TUPELO — BancorpSouth says profit in 2012’s fourth quarter rose 28 percent from the same three months of 2011, as mortgage fees remained high and the bank set aside less money for future loan losses.
The bank said yesterday it posted a quarterly profit of $17 million, or 18 cents per share, up from $13.3 million, or 16 cents per share, in 2011’s fourth quarter.
Analysts predicted 24 cents a share, on an adjusted basis, according to FactSet.
BancorpSouth said it set aside $6 million to cover future bad loans, compared to $19.3 million in the same three months of 2011.
“Results for the fourth quarter reflect yet another quarter of strong mortgage production and asset quality improvement,” said Chairman of the Board Aubrey Patterson. “Mortgage production for the quarter was $549.4 million, contributing to total mortgage lending revenue of $17.2 million. This level of production resulted in a record annual production volume of almost $2 billion for 2012.”

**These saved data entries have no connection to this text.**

// Echonetlite 低圧スマートメータークラス
// SPDX-License-Identifier: MPL-2.0
// SPDX-FileCopyrightText: 2025 Akihiro Yamamoto <github.com/ak1211>
//
use crate::echonetlite::EchonetliteEdata;
use chrono::{NaiveDate, NaiveDateTime};
use rust_decimal::Decimal;
use std::fmt;

#[derive(Clone, Eq, PartialEq, Debug)]
pub enum Properties {
    UnitForCumulativeAmountsPower(UnitForCumulativeAmountsPower),
    InstantaneousPower(InstantaneousPower),
    CumulativeAmountsOfPowerAtFixedTime(CumulativeAmountsOfPowerAtFixedTime),
}

impl Properties {
    pub fn show(&self, opt_unit: Option<&UnitForCumulativeAmountsPower>) -> String {
        match self {
            Self::UnitForCumulativeAmountsPower(a) => format!("{}", a),
            Self::InstantaneousPower(a) => format!("{}", a),
            Self::CumulativeAmountsOfPowerAtFixedTime(a) => a.show(opt_unit),
        }
    }
}

impl<'a> TryFrom<&EchonetliteEdata<'a>> for Properties {
    type Error = String;

    fn try_from(edata: &EchonetliteEdata) -> Result<Self, Self::Error> {
        match edata.epc {
            UnitForCumulativeAmountsPower::EPC => {
                UnitForCumulativeAmountsPower::try_from(edata).map(Self::UnitForCumulativeAmountsPower)
            }
            InstantaneousPower::EPC => {
                InstantaneousPower::try_from(edata).map(Self::InstantaneousPower)
            }
            CumulativeAmountsOfPowerAtFixedTime::EPC => {
                CumulativeAmountsOfPowerAtFixedTime::try_from(edata)
                    .map(Self::CumulativeAmountsOfPowerAtFixedTime)
            }
            _ => Err(format!("UNKNOWN EPC:0x{:X} EDT:{:?}", edata.epc, edata.edt)),
        }
    }
}

impl fmt::Display for Properties {
    fn fmt(&self, f: &mut fmt::Formatter) -> fmt::Result {
        write!(f, "{}", self.show(None))
    }
}

/// 0xe1 積算電力量単位(正方向、逆方向計測値)
#[derive(Clone, Copy, Eq, PartialEq, Debug)]
pub struct UnitForCumulativeAmountsPower(pub Decimal);

impl UnitForCumulativeAmountsPower {
    pub const EPC: u8 = 0xe1; // 0xe1 積算電力量単位(正方向、逆方向計測値)
}

impl<'a> TryFrom<&EchonetliteEdata<'a>> for UnitForCumulativeAmountsPower {
    type Error = String;

    fn try_from(edata: &EchonetliteEdata) -> Result<Self, Self::Error> {
        match edata.edt {
            [0x00] if edata.epc == Self::EPC => Ok(Self(Decimal::new(1, 0))), // 1.0 kwh
            [0x01] if edata.epc == Self::EPC => Ok(Self(Decimal::new(1, 1))), // 0.1 kwh
            [0x02] if edata.epc == Self::EPC => Ok(Self(Decimal::new(1, 2))), // 0.01 kwh
            [0x03] if edata.epc == Self::EPC => Ok(Self(Decimal::new(1, 3))), // 0.001 kwh
            [0x04] if edata.epc == Self::EPC => Ok(Self(Decimal::new(1, 4))), // 0.0001 kwh
            [0x0a] if edata.epc == Self::EPC => Ok(Self(Decimal::new(10, 0))), // 10 kwh
            [0x0b] if edata.epc == Self::EPC => Ok(Self(Decimal::new(100, 0))), // 100 kwh
            [0x0c] if edata.epc == Self::EPC => Ok(Self(Decimal::new(1000, 0))), // 1000 kwh
            [0x0d] if edata.epc == Self::EPC => Ok(Self(Decimal::new(10000, 0))), // 10000 kwh
            _ => Err(format!("BAD EPC:0x{:X} EDT:{:?}", edata.epc, edata.edt)),
        }
    }
}

impl fmt::Display for UnitForCumulativeAmountsPower {
    fn fmt(&self, f: &mut fmt::Formatter) -> fmt::Result {
        write!(f, "積算電力量単位(正方向、逆方向計測値)= {} kwh", self.0)
    }
}

/// 0xe7 瞬時電力計測値
#[derive(Clone, Copy, Eq, PartialEq, Debug)]
pub struct InstantaneousPower(pub i32);

impl InstantaneousPower {
    pub const EPC: u8 = 0xe7; // 0xe7 瞬時電力計測値

    pub fn watt(&self) -> i32 {
        self.0
    }
}

impl<'a> TryFrom<&EchonetliteEdata<'a>> for InstantaneousPower {
    type Error = String;

    fn try_from(edata: &EchonetliteEdata) -> Result<Self, Self::Error> {
        match *edata.edt {
            // マイナスの値もある
            [a, b, c, d] if edata.epc == Self::EPC => Ok(Self(i32::from_be_bytes([a, b, c, d]))),
            _ => Err(format!("BAD EPC:0x{:X} EDT:{:?}", edata.epc, edata.edt)),
        }
    }
}

impl fmt::Display for InstantaneousPower {
    fn fmt(&self, f: &mut fmt::Formatter) -> fmt::Result {
        write!(f, "瞬時電力={:5} W", self.0)
    }
}

/// 0xea 定時積算電力量計測値(正方向計測値)
#[derive(Clone, Eq, PartialEq, Debug)]
pub struct CumulativeAmountsOfPowerAtFixedTime {
    pub time_point: NaiveDateTime,
    pub cumulative_amounts_power: u32,
}

impl CumulativeAmountsOfPowerAtFixedTime {
    pub const EPC: u8 = 0xea; // 0xea 定時積算電力量計測値(正方向計測値)

    pub fn kwh(&self, unit: &UnitForCumulativeAmountsPower) -> Decimal {
        Decimal::from(self.cumulative_amounts_power) * unit.0
    }

    pub fn show(&self, opt_unit: Option<&UnitForCumulativeAmountsPower>) -> String {
        match opt_unit {
            Some(unit) => format!(
                "定時積算電力量計測値(正方向計測値)={} ({:8} kwh)",
                self.time_point.format("%Y-%m-%d %H:%M:%S"),
                self.kwh(unit)
            ),
            None => format!(
                "定時積算電力量計測値(正方向計測値)={} ({:8})",
                self.time_point.format("%Y-%m-%d %H:%M:%S"),
                self.cumulative_amounts_power
            ),
        }
    }
}

impl<'a> TryFrom<&EchonetliteEdata<'a>> for CumulativeAmountsOfPowerAtFixedTime {
    type Error = String;

    fn try_from(edata: &EchonetliteEdata) -> Result<Self, Self::Error> {
        match *edata.edt {
            [
                year0,                // 年 2bytes
                year1,                //
                month,                // 月 1bytes
                day,                  // 日 1bytes
                hour,                 // 時 1bytes
                minute,               // 分 1bytes
                second,               // 秒 1bytes
                cumulative_watt_hour0, // 積算電力量 4bytes
                cumulative_watt_hour1, //
                cumulative_watt_hour2, //
                cumulative_watt_hour3, //
            ] if edata.epc == Self::EPC => {
                let year = u16::from_be_bytes([year0, year1]);
                let datetime = NaiveDate::from_ymd_opt(year as i32, month as u32, day as u32)
                    .and_then(|a| a.and_hms_opt(hour as u32, minute as u32, second as u32))
                    .ok_or_else(|| {
                        format!(
                            "BAD DATETIME {:04}-{:02}-{:02} {:02}:{:02}:{:02}",
                            year, month, day, hour, minute, second
                        )
                    })?;
                let value = u32::from_be_bytes([
                    cumulative_watt_hour0,
                    cumulative_watt_hour1,
                    cumulative_watt_hour2,
                    cumulative_watt_hour3,
                ]);
                Ok(Self {
                    time_point: datetime,
                    cumulative_amounts_power: value,
                })
            }
            _ => Err(format!("BAD EPC:0x{:X} EDT:{:?}", edata.epc, edata.edt)),
        }
    }
}

impl fmt::Display for CumulativeAmountsOfPowerAtFixedTime {
    fn fmt(&self, f: &mut fmt::Formatter) -> fmt::Result {
        write!(f, "{}", self.show(None))
    }
}

#[test]
fn test_instantaneous_power() {
    let edata = |edt: &'static [u8]| EchonetliteEdata {
        epc: InstantaneousPower::EPC,
        pdc: edt.len() as u8,
        edt,
    };
    assert_eq!(
        InstantaneousPower::try_from(&edata(&[0x00, 0x00, 0x01, 0x9b])),
        Ok(InstantaneousPower(411))
    );
    // 符号付き
    assert_eq!(
        InstantaneousPower::try_from(&edata(&[0xff, 0xff, 0xff, 0xf0])),
        Ok(InstantaneousPower(-16))
    );
    assert!(InstantaneousPower::try_from(&edata(&[0x01, 0x9b])).is_err());
    assert!(
        InstantaneousPower::try_from(&EchonetliteEdata {
            epc: 0xe8,
            pdc: 4,
            edt: &[0x00, 0x00, 0x01, 0x9b],
        })
        .is_err()
    );
}

#[test]
fn test_unit() {
    use rust_decimal::dec;

    let unit = |n: u8| {
        let edt = [n];
        UnitForCumulativeAmountsPower::try_from(&EchonetliteEdata {
            epc: UnitForCumulativeAmountsPower::EPC,
            pdc: 1,
            edt: &edt,
        })
    };
    let table = [
        (0x00, dec!(1)),
        (0x01, dec!(0.1)),
        (0x02, dec!(0.01)),
        (0x03, dec!(0.001)),
        (0x04, dec!(0.0001)),
        (0x0a, dec!(10)),
        (0x0b, dec!(100)),
        (0x0c, dec!(1000)),
        (0x0d, dec!(10000)),
    ];
    for (n, expected) in table {
        assert_eq!(unit(n), Ok(UnitForCumulativeAmountsPower(expected)));
    }
    for n in [0x05, 0x09, 0x0e, 0xff] {
        assert!(unit(n).is_err());
    }
}

#[test]
fn test_cumulative_amounts_at_fixed_time() {
    let edata = |edt: &'static [u8]| EchonetliteEdata {
        epc: CumulativeAmountsOfPowerAtFixedTime::EPC,
        pdc: edt.len() as u8,
        edt,
    };
    let a = CumulativeAmountsOfPowerAtFixedTime::try_from(&edata(&[
        0x07, 0xe7, 0x0a, 0x14, 0x00, 0x00, 0x00, 0x00, 0x00, 0x03, 0xe8,
    ]))
    .unwrap();
    assert_eq!(
        a.time_point,
        NaiveDate::from_ymd_opt(2023, 10, 20)
            .and_then(|d| d.and_hms_opt(0, 0, 0))
            .unwrap()
    );
    assert_eq!(a.cumulative_amounts_power, 1000);
    assert_eq!(
        a.kwh(&UnitForCumulativeAmountsPower(Decimal::new(1, 1))),
        Decimal::new(1000, 1)
    );

    // 13月
    assert!(
        CumulativeAmountsOfPowerAtFixedTime::try_from(&edata(&[
            0x07, 0xe7, 0x0d, 0x14, 0x00, 0x00, 0x00, 0x00, 0x00, 0x03, 0xe8,
        ]))
        .is_err()
    );
    // 長さが違う
    assert!(
        CumulativeAmountsOfPowerAtFixedTime::try_from(&edata(&[
            0x07, 0xe7, 0x0a, 0x14, 0x00, 0x00, 0x00, 0x00, 0x03, 0xe8,
        ]))
        .is_err()
    );
}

The bank said it also decided to sell off a large amount of foreclosed real estate, even if had to cut prices, in order to improve future profits.
The bank said profits were dragged down because the amount of interest it received from borrowers fell faster than the amount of interest that BancorpSouth paid to savers. Called interest margin compression, that problem is plaguing many banks.
BancorpSouth posted return on average assets of 0.5 percent. That key measure of bank profit was lower than most banks nationwide posted in the third quarter, according to the FDIC.
The $13.4 billion bank has offices in Mississippi, Alabama, Arkansas, Florida, Louisiana, Missouri and Tennessee.